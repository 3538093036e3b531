//! Host failover ring
//!
//! The configured hosts form a circle with one "current" entry, the last
//! host known to work. Commands start at the current host and walk the
//! circle at most once. Each host keeps its own topology and node
//! connections, created lazily.

use std::sync::Arc;

use tracing::{debug, warn};

use super::control_plane::{Connector, Handshake};
use crate::cluster::{ClusterNode, ClusterTopology, TopologyMode};
use crate::config::{CacheDbId, ClientConfig, ServerAddress, TlsDomain, TlsDomains};
use crate::utils::{ClientError, ClusterError, ConnectionError, Result};

/// Everything an endpoint needs to open connections; shared by all endpoints
pub struct EndpointContext {
    pub config: ClientConfig,
    pub id: CacheDbId,
    pub tls_domains: TlsDomains,
    pub connector: Box<dyn Connector + Send>,
}

impl EndpointContext {
    /// TLS domain for a connection, reusing `cached` when already resolved
    fn tls_for(
        &self,
        cached: &mut Option<Arc<TlsDomain>>,
    ) -> std::result::Result<Option<Arc<TlsDomain>>, ConnectionError> {
        if !self.config.use_tls {
            return Ok(None);
        }
        let Some(ref options) = self.id.extra_options else {
            return Ok(None);
        };
        if let Some(ref domain) = cached {
            return Ok(Some(Arc::clone(domain)));
        }
        let domain = self.tls_domains.resolve(options)?;
        *cached = Some(Arc::clone(&domain));
        Ok(Some(domain))
    }
}

/// One configured logical server and its discovered topology
#[derive(Debug)]
pub struct HostEndpoint {
    pub address: ServerAddress,
    topology: Option<ClusterTopology>,
}

impl HostEndpoint {
    pub fn new(address: ServerAddress) -> Self {
        Self {
            address,
            topology: None,
        }
    }

    pub fn is_initialized(&self) -> bool {
        self.topology.is_some()
    }

    pub fn topology(&self) -> Option<&ClusterTopology> {
        self.topology.as_ref()
    }

    /// Connect to the configured host and discover its topology
    ///
    /// The bootstrap connection authenticates but never SELECTs, and is
    /// closed once the topology is known.
    pub fn init_topology(&mut self, ctx: &EndpointContext) -> Result<()> {
        let ServerAddress { ref host, port } = self.address;

        let mut tls = None;
        let handshake = Handshake {
            password: ctx.id.password.clone(),
            database: None,
            tls: ctx.tls_for(&mut tls)?,
        };
        let mut bootstrap = ctx.connector.connect(host, port, &handshake)?;
        let topology = ClusterTopology::discover(&mut *bootstrap, host, port)?;
        drop(bootstrap);

        debug!(
            "{} initialized in {:?} mode with {} node(s)",
            self.address,
            topology.mode(),
            topology.nodes().len()
        );
        self.topology = Some(topology);
        Ok(())
    }

    fn topology_mut(&mut self) -> std::result::Result<&mut ClusterTopology, ClusterError> {
        let address = &self.address;
        self.topology.as_mut().ok_or_else(|| {
            ClusterError::ParseFailed(format!("topology of {} not discovered", address))
        })
    }

    /// Index of the node serving `key`
    pub fn route(&mut self, key: &[u8]) -> Result<usize> {
        Ok(self.topology_mut()?.route(key)?)
    }

    pub fn node_mut(&mut self, idx: usize) -> Result<&mut ClusterNode> {
        Ok(self.topology_mut()?.node_mut(idx))
    }

    /// (Re)open the connection of node `idx`, dropping any previous one
    pub fn connect_node(&mut self, idx: usize, ctx: &EndpointContext) -> Result<()> {
        let topology = self.topology_mut()?;
        let database = match topology.mode() {
            TopologyMode::SingleInstance => ctx.id.database,
            TopologyMode::Cluster => None,
        };
        let node = topology.node_mut(idx);
        node.disconnect();

        debug!("connecting node {}", node.address());
        let result = ctx.tls_for(&mut node.tls_domain).and_then(|tls| {
            let handshake = Handshake {
                password: ctx.id.password.clone(),
                database,
                tls,
            };
            ctx.connector.connect(&node.host, node.port, &handshake)
        });

        match result {
            Ok(conn) => {
                node.connection = Some(conn);
                Ok(())
            }
            Err(e) => {
                warn!("failed to connect node {}: {}", node.address(), e);
                node.tls_domain = None;
                Err(ClientError::Connection(e))
            }
        }
    }

    /// Close all node connections, keeping the topology
    pub fn disconnect(&mut self) {
        if let Some(ref mut topology) = self.topology {
            topology.disconnect_all();
        }
    }
}

/// Circular sequence of endpoints with a current-index cursor
#[derive(Debug)]
pub struct HostRing {
    endpoints: Vec<HostEndpoint>,
    current: usize,
    /// Advances since the last `mark`
    advances: usize,
}

impl HostRing {
    pub fn new(addresses: Vec<ServerAddress>) -> Result<Self> {
        if addresses.is_empty() {
            return Err(ClientError::Config("no hosts configured".to_string()));
        }
        Ok(Self {
            endpoints: addresses.into_iter().map(HostEndpoint::new).collect(),
            current: 0,
            advances: 0,
        })
    }

    pub fn len(&self) -> usize {
        self.endpoints.len()
    }

    pub fn is_empty(&self) -> bool {
        self.endpoints.is_empty()
    }

    pub fn current_index(&self) -> usize {
        self.current
    }

    pub fn current(&self) -> &HostEndpoint {
        &self.endpoints[self.current]
    }

    pub fn current_mut(&mut self) -> &mut HostEndpoint {
        &mut self.endpoints[self.current]
    }

    pub fn endpoints_mut(&mut self) -> &mut [HostEndpoint] {
        &mut self.endpoints
    }

    /// Record the current position as the start of a walk
    pub fn mark(&mut self) -> usize {
        self.advances = 0;
        self.current
    }

    /// Move to the next endpoint, wrapping around
    pub fn advance(&mut self) {
        self.current = (self.current + 1) % self.endpoints.len();
        self.advances += 1;
    }

    /// True once the cursor is back at `start` after at least one advance since `mark`
    pub fn full_circle_from(&self, start: usize) -> bool {
        self.advances > 0 && self.current == start
    }
}

#[cfg(test)]
mod tests {
    use super::*;
    use crate::client::control_plane::mock::{FakeServer, MockConnector};
    use crate::config::TlsConfig;
    use crate::utils::RespValue;

    fn addrs(list: &str) -> Vec<ServerAddress> {
        ServerAddress::parse_list(list).unwrap()
    }

    fn ctx(connector: MockConnector, id: CacheDbId) -> EndpointContext {
        EndpointContext {
            config: ClientConfig::default(),
            id,
            tls_domains: TlsDomains::new(),
            connector: Box::new(connector),
        }
    }

    fn not_cluster() -> RespValue {
        RespValue::Error("ERR This instance has cluster support disabled".to_string())
    }

    #[test]
    fn test_ring_walks_once_around() {
        let mut ring = HostRing::new(addrs("a,b,c")).unwrap();
        ring.advance();
        let start = ring.mark();
        assert_eq!(start, 1);
        assert!(!ring.full_circle_from(start));

        let mut visited = vec![ring.current().address.host.clone()];
        loop {
            ring.advance();
            if ring.full_circle_from(start) {
                break;
            }
            visited.push(ring.current().address.host.clone());
        }
        assert_eq!(visited, vec!["b", "c", "a"]);
        assert_eq!(ring.current_index(), 1);
    }

    #[test]
    fn test_single_host_ring_wraps_immediately() {
        let mut ring = HostRing::new(addrs("solo")).unwrap();
        let start = ring.mark();
        ring.advance();
        assert!(ring.full_circle_from(start));
    }

    #[test]
    fn test_empty_ring_rejected() {
        assert!(matches!(HostRing::new(Vec::new()), Err(ClientError::Config(_))));
    }

    #[test]
    fn test_init_topology_auths_without_select() {
        let connector = MockConnector::default();
        let server = connector.add(
            "cache:6379",
            FakeServer::replying([RespValue::SimpleString("OK".to_string()), not_cluster()]),
        );
        let id = CacheDbId::parse("cache")
            .unwrap()
            .with_password("pw")
            .with_database(4);
        let ctx = ctx(connector, id);

        let mut endpoint = HostEndpoint::new(ctx.id.addresses[0].clone());
        endpoint.init_topology(&ctx).unwrap();
        assert_eq!(
            endpoint.topology().unwrap().mode(),
            TopologyMode::SingleInstance
        );
        assert_eq!(server.lock().unwrap().log, vec!["AUTH pw", "CLUSTER NODES"]);
    }

    #[test]
    fn test_single_instance_node_selects_database() {
        let connector = MockConnector::default();
        let server = connector.add(
            "cache:6379",
            FakeServer::replying([not_cluster(), RespValue::SimpleString("OK".to_string())]),
        );
        let ctx = ctx(connector, CacheDbId::parse("cache").unwrap().with_database(4));

        let mut endpoint = HostEndpoint::new(ctx.id.addresses[0].clone());
        endpoint.init_topology(&ctx).unwrap();
        let idx = endpoint.route(b"anything").unwrap();
        endpoint.connect_node(idx, &ctx).unwrap();

        assert!(endpoint.node_mut(idx).unwrap().is_connected());
        assert_eq!(
            server.lock().unwrap().log,
            vec!["CLUSTER NODES", "SELECT 4"]
        );
    }

    #[test]
    fn test_cluster_nodes_never_select() {
        let connector = MockConnector::default();
        connector.add(
            "seed:7000",
            FakeServer::replying([RespValue::BulkString(
                b"n1 10.0.0.1:7000 master - 0 0 1 connected 0-16383\n".to_vec(),
            )]),
        );
        let node = connector.add("10.0.0.1:7000", FakeServer::default());
        let ctx = ctx(connector, CacheDbId::parse("seed:7000").unwrap().with_database(4));

        let mut endpoint = HostEndpoint::new(ctx.id.addresses[0].clone());
        endpoint.init_topology(&ctx).unwrap();
        endpoint.connect_node(0, &ctx).unwrap();
        assert!(node.lock().unwrap().log.is_empty());
        assert_eq!(node.lock().unwrap().connects, 1);
    }

    #[test]
    fn test_route_before_discovery_fails() {
        let mut endpoint = HostEndpoint::new(addrs("a").remove(0));
        assert!(matches!(endpoint.route(b"k"), Err(ClientError::Cluster(_))));
    }

    #[test]
    fn test_failed_node_connect_releases_tls_domain() {
        let connector = MockConnector::default();
        let server = connector.add("cache:6379", FakeServer::replying([not_cluster()]));
        let mut ctx = ctx(
            connector,
            CacheDbId::parse("cache")
                .unwrap()
                .with_extra_options("tls_domain=cache"),
        );
        ctx.config.use_tls = true;
        ctx.tls_domains
            .insert(TlsDomain::new("cache", TlsConfig::default()).unwrap());

        let mut endpoint = HostEndpoint::new(ctx.id.addresses[0].clone());
        endpoint.init_topology(&ctx).unwrap();
        endpoint.connect_node(0, &ctx).unwrap();
        {
            let node = endpoint.node_mut(0).unwrap();
            assert!(node.is_connected());
            assert_eq!(node.tls_domain.as_ref().unwrap().name(), "cache");
        }

        server.lock().unwrap().refuse_connects = 1;
        assert!(matches!(
            endpoint.connect_node(0, &ctx),
            Err(ClientError::Connection(ConnectionError::ConnectFailed { .. }))
        ));
        let node = endpoint.node_mut(0).unwrap();
        assert!(!node.is_connected());
        assert!(node.tls_domain.is_none());

        // The domain is looked up again on the next successful connect
        endpoint.connect_node(0, &ctx).unwrap();
        assert!(endpoint.node_mut(0).unwrap().tls_domain.is_some());
    }

    #[test]
    fn test_unknown_tls_domain_fails_connect() {
        let connector = MockConnector::default();
        connector.add("cache:6379", FakeServer::replying([not_cluster()]));
        let mut ctx = ctx(
            connector,
            CacheDbId::parse("cache")
                .unwrap()
                .with_extra_options("tls_domain=missing"),
        );
        ctx.config.use_tls = true;
        ctx.tls_domains
            .insert(TlsDomain::new("present", TlsConfig::default()).unwrap());

        let mut endpoint = HostEndpoint::new(ctx.id.addresses[0].clone());
        assert!(matches!(
            endpoint.init_topology(&ctx),
            Err(ClientError::Connection(ConnectionError::TlsFailed(_)))
        ));
        assert!(!endpoint.is_initialized());
    }
}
──────────
• _TASK OBJECTIVE_
Your answer should consist of the lines of the listing that contain "lock", copied as they stand.

• _SOLVED EXERCISE_
        assert_eq!(server.lock().unwrap().log, vec!["AUTH pw", "CLUSTER NODES"]);
            server.lock().unwrap().log,
        assert!(node.lock().unwrap().log.is_empty());
        assert_eq!(node.lock().unwrap().connects, 1);
        server.lock().unwrap().refuse_connects = 1;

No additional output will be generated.